Referring to a teaching of the fourth century St Ambrose, Vatican II said that "prayer should accompany the reading of Sacred Scripture, so that God and man may talk together; for 'we speak to him when we pray; we hear him when we read the divine sayings'" (Dei verbum 25).

When was the last time you blew the dust off your Bible, turned off the television, and just began reading, maybe in the Psalms, or one of the Gospels, or a letter of St Paul, all the while asking the Lord to speak to you? Have you thought about following a system (like Bible Alive) or using the weekday Mass readings for your regular time in God's Word?

If you start doing that you will grow; you will be changed; your faith will become stronger; your heart will burn within you as you hear his voice.

Third, he is still known to us in the Breaking of the Bread. High up over the main altar of St John's Horsham in the Diocese of Ballarat - the second parish I served as rector - is a beautiful stained glass window of Jesus celebrating the Eucharist at Emmaus. Every time I looked up at the altar of St John's I would be reminded of this Mass at which Jesus was - literally in his risen body - the actual celebrant. I would say to my people there that whenever we come to Mass we are not only joined to the apostles in the upper room on the first Maundy Thursday when Jesus gave us the Eucharist; we are also joined to the Emmaus disciples at the end of Easter Sunday who had the amazing honour of being the congregation at the first Mass of the Resurrection!

Then the Lord "vanished out of their sight." What's going on here? Along with many scholars of this text I believe that because Jesus had chosen the "Breaking of the Bread" to be the place where his risen tangible presence would be encountered by his people, once the disciples recognised him there, he was able to withdraw the extraordinary and special grace of his "actual" resurrection body.

There you have it.
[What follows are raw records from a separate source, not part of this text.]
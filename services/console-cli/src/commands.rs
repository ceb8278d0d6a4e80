//! Command-line grammar and dispatch onto the console endpoints

use anyhow::Result;
use api_client::{ApiClient, TokenStore};
use clap::{Parser, Subcommand};
use console_api::auth::Registration;
use console_api::payments::CheckoutRequest;
use console_api::retry_policies::RetryPolicyInput;
use console_api::{analytics, auth, health, payments, recoveries, retry_policies};
use serde::de::DeserializeOwned;
use serde_json::{Value, json};

/// `recovery-console` arguments.
#[derive(Debug, Parser)]
#[command(
    name = "recovery-console",
    about = "Drive the payment-recovery backend and print JSON results",
    version
)]
pub struct Cli {
    /// Config file. Falls back to `CONFIG_PATH`, then `recovery-console.toml`.
    #[arg(long, value_name = "path", global = true)]
    pub config: Option<String>,
    #[command(subcommand)]
    pub command: Command,
}

#[derive(Debug, Subcommand)]
pub enum Command {
    /// Backend liveness (`/healthz`)
    Health,
    /// Backend readiness (`/readyz`)
    Ready,
    /// Retry policies of the signed-in organization
    Policies {
        #[command(subcommand)]
        action: PolicyCommand,
    },
    /// Sign in with email and password
    Login { email: String, password: String },
    /// Create an account (and organization) from a JSON object
    Register {
        #[arg(value_name = "json", value_parser = parse_json::<Registration>)]
        registration: Registration,
    },
    /// Passwordless sign-in with an emailed code
    Otp {
        #[command(subcommand)]
        action: OtpCommand,
    },
    /// Profile of the signed-in user
    Me,
    /// Clear the local session and revoke it on the backend
    Logout,
    /// Customer recovery links
    Recovery {
        #[command(subcommand)]
        action: RecoveryCommand,
    },
    /// Start a payment for a failed transaction
    Checkout {
        #[command(subcommand)]
        action: CheckoutCommand,
    },
    /// Dashboard figures
    Analytics {
        /// Only count the last N days.
        #[arg(long, value_name = "n")]
        days: Option<u32>,
    },
}

#[derive(Debug, Subcommand)]
pub enum PolicyCommand {
    List,
    Active,
    /// Create a policy from a JSON object
    Create {
        #[arg(value_name = "json", value_parser = parse_json::<RetryPolicyInput>)]
        policy: RetryPolicyInput,
    },
    Delete { id: u64 },
}

#[derive(Debug, Subcommand)]
pub enum OtpCommand {
    Send { email: String },
    Verify { email: String, code: String },
}

#[derive(Debug, Subcommand)]
pub enum RecoveryCommand {
    /// Look up the transaction behind a link
    Show { token: String },
    /// Mark a link as opened
    Open { token: String },
    /// Set when the next retry of an attempt runs
    Schedule {
        token: String,
        attempt_id: u64,
        /// RFC 3339 timestamp
        at: String,
    },
}

#[derive(Debug, Subcommand)]
pub enum CheckoutCommand {
    Stripe {
        #[arg(value_name = "ref")]
        reference: String,
        success_url: String,
        cancel_url: String,
    },
    Razorpay {
        #[arg(value_name = "ref")]
        reference: String,
    },
}

fn parse_json<T: DeserializeOwned>(raw: &str) -> std::result::Result<T, String> {
    serde_json::from_str(raw).map_err(|e| format!("expected a JSON object: {e}"))
}

/// Run `command` and return the JSON to print.
pub async fn execute(command: Command, client: &ApiClient, store: &TokenStore) -> Result<Value> {
    let value = match command {
        Command::Health => serde_json::to_value(health::health_check(client).await?)?,
        Command::Ready => serde_json::to_value(health::readiness_check(client).await?)?,
        Command::Policies { action } => match action {
            PolicyCommand::List => {
                serde_json::to_value(retry_policies::list_policies(client).await?)?
            }
            PolicyCommand::Active => {
                serde_json::to_value(retry_policies::get_active_policy(client).await?)?
            }
            PolicyCommand::Create { policy } => {
                serde_json::to_value(retry_policies::create_policy(client, &policy).await?)?
            }
            PolicyCommand::Delete { id } => {
                retry_policies::delete_policy(client, id).await?;
                json!({ "deleted": id })
            }
        },
        Command::Login { email, password } => {
            serde_json::to_value(auth::login(client, store, &email, &password).await?)?
        }
        Command::Register { registration } => {
            serde_json::to_value(auth::register(client, store, &registration).await?)?
        }
        Command::Otp { action } => match action {
            OtpCommand::Send { email } => {
                serde_json::to_value(auth::request_otp(client, &email).await?)?
            }
            OtpCommand::Verify { email, code } => {
                serde_json::to_value(auth::verify_otp(client, store, &email, &code).await?)?
            }
        },
        Command::Me => serde_json::to_value(auth::me(client).await?)?,
        Command::Logout => {
            auth::logout(client, store).await?;
            json!({ "logged_out": true })
        }
        Command::Recovery { action } => match action {
            RecoveryCommand::Show { token } => {
                serde_json::to_value(recoveries::recovery_by_token(client, &token).await?)?
            }
            RecoveryCommand::Open { token } => {
                serde_json::to_value(recoveries::open_recovery(client, &token).await?)?
            }
            RecoveryCommand::Schedule {
                token,
                attempt_id,
                at,
            } => {
                recoveries::next_retry_at(client, &token, attempt_id, &at).await?;
                json!({ "attempt_id": attempt_id, "next_retry_at": at })
            }
        },
        Command::Checkout { action } => match action {
            CheckoutCommand::Stripe {
                reference,
                success_url,
                cancel_url,
            } => {
                let request = CheckoutRequest {
                    transaction_ref: reference,
                    success_url,
                    cancel_url,
                };
                serde_json::to_value(payments::create_stripe_checkout(client, &request).await?)?
            }
            CheckoutCommand::Razorpay { reference } => {
                serde_json::to_value(payments::create_razorpay_order(client, &reference).await?)?
            }
        },
        Command::Analytics { days } => {
            serde_json::to_value(analytics::dashboard_summary(client, days).await?)?
        }
    };
    Ok(value)
}
//! Membrane currents: the biophysical constants, the three ionic currents and the injected stimulus.
use serde::{Deserialize, Serialize};

use super::error::HHError;

/// Biophysical constants of the membrane, shared read-only by all current functions.
#[derive(Debug, PartialEq, Clone, Serialize, Deserialize)]
#[serde(default)]
pub struct BiophysicalConstants {
    /// Membrane capacitance (uF/cm^2).
    pub c_m: f64,
    /// Sodium maximum conductance (mS/cm^2).
    pub g_na: f64,
    /// Potassium maximum conductance (mS/cm^2).
    pub g_k: f64,
    /// Leak maximum conductance (mS/cm^2).
    pub g_l: f64,
    /// Sodium Nernst reversal potential (mV).
    pub e_na: f64,
    /// Potassium Nernst reversal potential (mV).
    pub e_k: f64,
    /// Leak Nernst reversal potential (mV).
    pub e_l: f64,
}

impl Default for BiophysicalConstants {
    fn default() -> Self {
        BiophysicalConstants {
            c_m: 1.0,
            g_na: 120.0,
            g_k: 36.0,
            g_l: 0.3,
            e_na: 50.0,
            e_k: -77.0,
            e_l: -54.387,
        }
    }
}

impl BiophysicalConstants {
    /// Check the constants can be used in a simulation.
    /// The function returns an error for a non-positive capacitance, negative conductances or non-finite values.
    pub fn validate(&self) -> Result<(), HHError> {
        let values = [
            self.c_m, self.g_na, self.g_k, self.g_l, self.e_na, self.e_k, self.e_l,
        ];
        if values.iter().any(|x| !x.is_finite()) {
            return Err(HHError::InvalidParameter(
                "Biophysical constants must be finite".to_string(),
            ));
        }
        if self.c_m <= 0.0 {
            return Err(HHError::InvalidParameter(
                "Membrane capacitance must be positive".to_string(),
            ));
        }
        if self.g_na < 0.0 || self.g_k < 0.0 || self.g_l < 0.0 {
            return Err(HHError::InvalidParameter(
                "Maximum conductances must be non-negative".to_string(),
            ));
        }
        Ok(())
    }
}

/// Sodium current (uA/cm^2).
pub fn sodium_current(constants: &BiophysicalConstants, v: f64, m: f64, h: f64) -> f64 {
    constants.g_na * m.powi(3) * h * (v - constants.e_na)
}

/// Potassium current (uA/cm^2).
pub fn potassium_current(constants: &BiophysicalConstants, v: f64, n: f64) -> f64 {
    constants.g_k * n.powi(4) * (v - constants.e_k)
}

/// Leak current (uA/cm^2).
pub fn leak_current(constants: &BiophysicalConstants, v: f64) -> f64 {
    constants.g_l * (v - constants.e_l)
}

/// A step of the injected current, adding `amplitude` for all times strictly after `onset`.
#[derive(Debug, PartialEq, Clone, Serialize, Deserialize)]
pub struct Step {
    pub onset: f64,
    pub amplitude: f64,
}

impl Step {
    pub fn new(onset: f64, amplitude: f64) -> Self {
        Step { onset, amplitude }
    }
}

/// Piecewise-constant injected current, the sum of its steps.
#[derive(Debug, PartialEq, Clone, Serialize, Deserialize)]
pub struct Stimulus {
    steps: Vec<Step>,
}

impl Default for Stimulus {
    /// Step up to 10 at t>100, down to 0 at t>200, up to 35 at t>300 and down to 0 at t>400.
    fn default() -> Self {
        Stimulus {
            steps: vec![
                Step::new(100.0, 10.0),
                Step::new(200.0, -10.0),
                Step::new(300.0, 35.0),
                Step::new(400.0, -35.0),
            ],
        }
    }
}

impl Stimulus {
    /// Create a stimulus from its steps.
    /// The function returns an error for non-finite onsets or amplitudes.
    pub fn build(steps: Vec<Step>) -> Result<Self, HHError> {
        let stimulus = Stimulus { steps };
        stimulus.validate()?;
        Ok(stimulus)
    }

    /// Check all steps have finite onsets and amplitudes.
    pub fn validate(&self) -> Result<(), HHError> {
        if self
            .steps
            .iter()
            .any(|step| !(step.onset.is_finite() && step.amplitude.is_finite()))
        {
            return Err(HHError::InvalidParameter(
                "Stimulus steps must be finite".to_string(),
            ));
        }
        Ok(())
    }

    /// A stimulus which is zero at all times.
    pub fn none() -> Self {
        Stimulus { steps: vec![] }
    }

    /// A constant current switched on for all times strictly after `onset`.
    pub fn constant(onset: f64, amplitude: f64) -> Self {
        Stimulus {
            steps: vec![Step::new(onset, amplitude)],
        }
    }

    /// Returns the steps of the stimulus.
    pub fn steps(&self) -> &[Step] {
        &self.steps[..]
    }

    /// Returns the injected current (uA/cm^2) at the given time.
    pub fn current(&self, t: f64) -> f64 {
        self.steps
            .iter()
            .filter(|step| t > step.onset)
            .fold(0.0, |acc, step| acc + step.amplitude)
    }
}

/// Injected current (uA/cm^2) of the reference stimulus at the given time.
/// It is 10 on (100, 200], 35 on (300, 400] and 0 elsewhere.
pub fn stimulus_current(t: f64) -> f64 {
    10.0 * heaviside(t, 100.0) - 10.0 * heaviside(t, 200.0) + 35.0 * heaviside(t, 300.0)
        - 35.0 * heaviside(t, 400.0)
}

fn heaviside(t: f64, onset: f64) -> f64 {
    if t > onset {
        1.0
    } else {
        0.0
    }
}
That's why I love Holy Communion. It's not "just" a symbol. Jesus comes in all of his love and risen power in the Breaking of the Bread - the Mass - to bless us, to heal us, and to fill us with his resurrection life.

I've got one more thing to say.

Many Scripture scholars believe that the encounter of Jesus with these disciples is included by St Luke specifically to teach us about the Eucharist. That is, while this passage has its deeply personal application (upon which I dwelt earlier) it is, in fact, a pattern of the liturgy itself.

The references to the Word and the Breaking of the Bread have to do with the life of the whole believing community, which is why Luke doesn't omit to tell us that the disciples rush back to the apostles in Jerusalem. And to this day it is supremely as part of the apostolic community gathered for the proclamation of the Word and the Breaking of the Bread that we actually meet Jesus.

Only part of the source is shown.